Yesterday I have noticed an interesting behavior of SQL Server 2000 when writing a procedure. I came across a situation to define a variable data type based on a condition. Say, if the condition meets true then the variable needs to initiate as char otherwise as varchar. I have written the scriptlet similar to the following.
create proc test1 @type char(1)
as
if @type = 'c'
declare @var1 as char(10)
else
declare @var1 as varchar(10)
When I execute (even parse the query by pressing Ctrl+F5) the query, it thrown an error
Msg 134, Level 15, State 1, Procedure test1, Line 6
The variable name '@var1' has already been declared. Variable names must be unique within a query batch or stored procedure
If we look at the query it is practically not possible to satisfy both the status (true and false), hence the error thrown is unexpected.

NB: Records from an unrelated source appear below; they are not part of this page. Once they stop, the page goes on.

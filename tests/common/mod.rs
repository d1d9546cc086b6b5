//! Shared utilities for integration testing.

#![allow(dead_code)]

use std::net::SocketAddr;
use std::sync::{Arc, Mutex};

use http_relay::config::RelayConfig;
use http_relay::http::HttpServer;
use http_relay::lifecycle::Shutdown;
use http_relay::relay::RelayExecutor;
use tokio::io::{AsyncReadExt, AsyncWriteExt};
use tokio::net::{TcpListener, TcpStream};

/// One request as seen on the wire by a mock backend.
#[derive(Debug, Clone)]
pub struct RecordedRequest {
    pub method: String,
    pub target: String,
    /// Header names lower-cased, in wire order.
    pub headers: Vec<(String, String)>,
    pub body: Vec<u8>,
}

impl RecordedRequest {
    pub fn header_values(&self, name: &str) -> Vec<&str> {
        let name = name.to_ascii_lowercase();
        self.headers
            .iter()
            .filter(|(k, _)| *k == name)
            .map(|(_, v)| v.as_str())
            .collect()
    }
}

/// A mock backend that records every request it receives.
pub struct RecordingBackend {
    pub addr: SocketAddr,
    requests: Arc<Mutex<Vec<RecordedRequest>>>,
}

impl RecordingBackend {
    pub fn url(&self, path: &str) -> String {
        format!("http://{}{}", self.addr, path)
    }

    pub fn requests(&self) -> Vec<RecordedRequest> {
        self.requests.lock().unwrap().clone()
    }
}

/// Start a backend that records requests and answers with `status_line` and `body`.
pub async fn start_recording_backend(status_line: &'static str, body: &'static str) -> RecordingBackend {
    let response = format!(
        "HTTP/1.1 {}\r\nContent-Length: {}\r\nConnection: close\r\n\r\n{}",
        status_line,
        body.len(),
        body
    );
    start_raw_backend(response).await
}

/// Start a backend that promises more body bytes than it sends, then closes.
pub async fn start_truncated_backend() -> RecordingBackend {
    start_raw_backend(
        "HTTP/1.1 200 OK\r\nContent-Length: 64\r\nConnection: close\r\n\r\npartial".to_string(),
    )
    .await
}

async fn start_raw_backend(response: String) -> RecordingBackend {
    let listener = TcpListener::bind("127.0.0.1:0").await.unwrap();
    let addr = listener.local_addr().unwrap();
    let requests = Arc::new(Mutex::new(Vec::new()));
    let recorded = requests.clone();
    let response = Arc::new(response);

    tokio::spawn(async move {
        loop {
            match listener.accept().await {
                Ok((mut socket, _)) => {
                    let recorded = recorded.clone();
                    let response = response.clone();
                    tokio::spawn(async move {
                        if let Some(request) = read_request(&mut socket).await {
                            recorded.lock().unwrap().push(request);
                        }
                        let _ = socket.write_all(response.as_bytes()).await;
                        let _ = socket.shutdown().await;
                    });
                }
                Err(_) => break,
            }
        }
    });

    RecordingBackend { addr, requests }
}

async fn read_request(socket: &mut TcpStream) -> Option<RecordedRequest> {
    let mut buf = Vec::new();
    let mut chunk = [0u8; 4096];

    let head_end = loop {
        if let Some(pos) = buf.windows(4).position(|w| w == b"\r\n\r\n") {
            break pos;
        }
        let n = socket.read(&mut chunk).await.ok()?;
        if n == 0 {
            return None;
        }
        buf.extend_from_slice(&chunk[..n]);
    };

    let head = String::from_utf8_lossy(&buf[..head_end]).into_owned();
    let mut lines = head.split("\r\n");
    let mut request_line = lines.next()?.split(' ');
    let method = request_line.next()?.to_string();
    let target = request_line.next()?.to_string();

    let headers: Vec<(String, String)> = lines
        .filter_map(|line| line.split_once(':'))
        .map(|(k, v)| (k.trim().to_ascii_lowercase(), v.trim().to_string()))
        .collect();

    let content_length = headers
        .iter()
        .find(|(k, _)| k == "content-length")
        .and_then(|(_, v)| v.parse::<usize>().ok())
        .unwrap_or(0);

    let mut body = buf[head_end + 4..].to_vec();
    while body.len() < content_length {
        let n = socket.read(&mut chunk).await.ok()?;
        if n == 0 {
            break;
        }
        body.extend_from_slice(&chunk[..n]);
    }

    Some(RecordedRequest {
        method,
        target,
        headers,
        body,
    })
}

/// Start a relay on an ephemeral port. Keep the returned `Shutdown` alive for the test.
pub async fn start_relay() -> (SocketAddr, Shutdown) {
    start_relay_with_config(RelayConfig::default()).await
}

pub async fn start_relay_with_config(config: RelayConfig) -> (SocketAddr, Shutdown) {
    let client = reqwest::Client::builder().no_proxy().build().unwrap();
    let server = HttpServer::with_executor(config, RelayExecutor::new(client));

    let listener = TcpListener::bind("127.0.0.1:0").await.unwrap();
    let addr = listener.local_addr().unwrap();

    let shutdown = Shutdown::new();
    let server_shutdown = shutdown.subscribe();
    tokio::spawn(async move {
        let _ = server.run(listener, server_shutdown).await;
    });

    (addr, shutdown)
}

/// Client used to talk to the relay itself.
pub fn test_client() -> reqwest::Client {
    reqwest::Client::builder()
        .pool_max_idle_per_host(0)
        .no_proxy()
        .build()
        .unwrap()
}
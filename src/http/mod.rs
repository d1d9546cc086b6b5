//! HTTP protocol handling subsystem.
//!
//! # Data Flow
//! ```text
//! TCP connection
//!     → server.rs (Axum setup, single catch-all handler)
//!     → request.rs (request ID assigned and propagated)
//!     → relay core (decode, execute)
//!     → response.rs (RelayResult / RelayError → HTTP response)
//!     → Send to client
//! ```

pub mod request;
pub mod response;
pub mod server;

pub use request::{RequestIdExt, X_REQUEST_ID};
pub use server::{AppState, HttpServer};
//! Relay executor.
//!
//! Turns a [`CallDescriptor`] into one outbound request, executes it and maps
//! the outcome into a [`RelayResult`].
//!
//! # Steps
//! ```text
//! method check → body encode → request build → header fan-out → execute → read body
//! ```
//!
//! Reading the outbound body is best-effort: a read failure is logged and the
//! outbound status is still returned, with no body.

use axum::body::Bytes;
use axum::http::StatusCode;
use reqwest::{Client, Method, Request};
use url::Url;

use crate::observability::metrics;
use crate::relay::descriptor::CallDescriptor;
use crate::relay::error::RelayError;
use crate::relay::headers;

/// Outcome of a completed outbound call.
#[derive(Debug, Clone, PartialEq)]
pub struct RelayResult {
    pub status: StatusCode,
    /// Absent when the outbound body was empty or could not be read.
    pub body: Option<Bytes>,
}

/// Executes call descriptors with a shared HTTP client.
///
/// Cloning is cheap; clones share the client's connection pool.
#[derive(Debug, Clone)]
pub struct RelayExecutor {
    client: Client,
}

impl Default for RelayExecutor {
    fn default() -> Self {
        Self::new(Client::new())
    }
}

impl RelayExecutor {
    /// Create an executor that sends every call through `client`.
    pub fn new(client: Client) -> Self {
        Self { client }
    }

    /// Execute one descriptor. Issues at most one outbound call.
    pub async fn execute(&self, descriptor: CallDescriptor) -> Result<RelayResult, RelayError> {
        let request = build_request(&descriptor)?;

        tracing::debug!(
            method = %request.method(),
            url = %request.url(),
            headers = request.headers().len(),
            has_body = request.body().is_some(),
            "Sending outbound request"
        );

        let response = self
            .client
            .execute(request)
            .await
            .map_err(RelayError::Transport)?;

        let status = response.status();
        let body = match response.bytes().await {
            Ok(bytes) if bytes.is_empty() => None,
            Ok(bytes) => Some(bytes),
            Err(e) => {
                let err = RelayError::ResponseRead(e);
                tracing::warn!(status = %status, stage = err.stage(), error = %err, "Outbound body discarded");
                metrics::record_response_read_failure();
                None
            }
        };

        Ok(RelayResult { status, body })
    }
}

/// Build the outbound request described by `descriptor` without sending it.
pub fn build_request(descriptor: &CallDescriptor) -> Result<Request, RelayError> {
    if descriptor.method.is_empty() {
        return Err(RelayError::InvalidRequest("method empty"));
    }

    let body = encode_body(descriptor)?;

    let build_error = |reason: String, body: &Option<Vec<u8>>| RelayError::RequestBuild {
        reason,
        method: descriptor.method.clone(),
        url: descriptor.url.clone(),
        body: body.clone(),
    };

    let method = Method::from_bytes(descriptor.method.to_uppercase().as_bytes())
        .map_err(|e| build_error(e.to_string(), &body))?;
    let url = Url::parse(&descriptor.url).map_err(|e| build_error(e.to_string(), &body))?;

    let headers = descriptor
        .header_fields()
        .map(headers::fan_out)
        .transpose()
        .map_err(|e| build_error(e.to_string(), &body))?;

    let mut request = Request::new(method, url);
    if let Some(body) = body {
        *request.body_mut() = Some(body.into());
    }
    if let Some(fanned) = headers {
        *request.headers_mut() = fanned.headers;
    }

    Ok(request)
}

/// Serialize the descriptor body. A zero-length encoding counts as no body.
fn encode_body(descriptor: &CallDescriptor) -> Result<Option<Vec<u8>>, RelayError> {
    let Some(fields) = descriptor.body_fields() else {
        return Ok(None);
    };

    let encoded = serde_json::to_vec(fields).map_err(RelayError::BodyEncode)?;
    Ok(Some(encoded).filter(|bytes| !bytes.is_empty()))
}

After referring Khen’s excellent book “Guru’s guide to SQL Server stored procedures, HTML and XML”, I found that this strange behavior is cause of SQL Server 2000’s name resolution. SQL Server won’t resolve the object names when we create procedures. The object name get resolve at run-time not at design time. But this will not apply for variables and temporary tables. So, we can not declare a variable more than one place in a single stored procedure even you declare them mutually exclusive or logically independent blocks.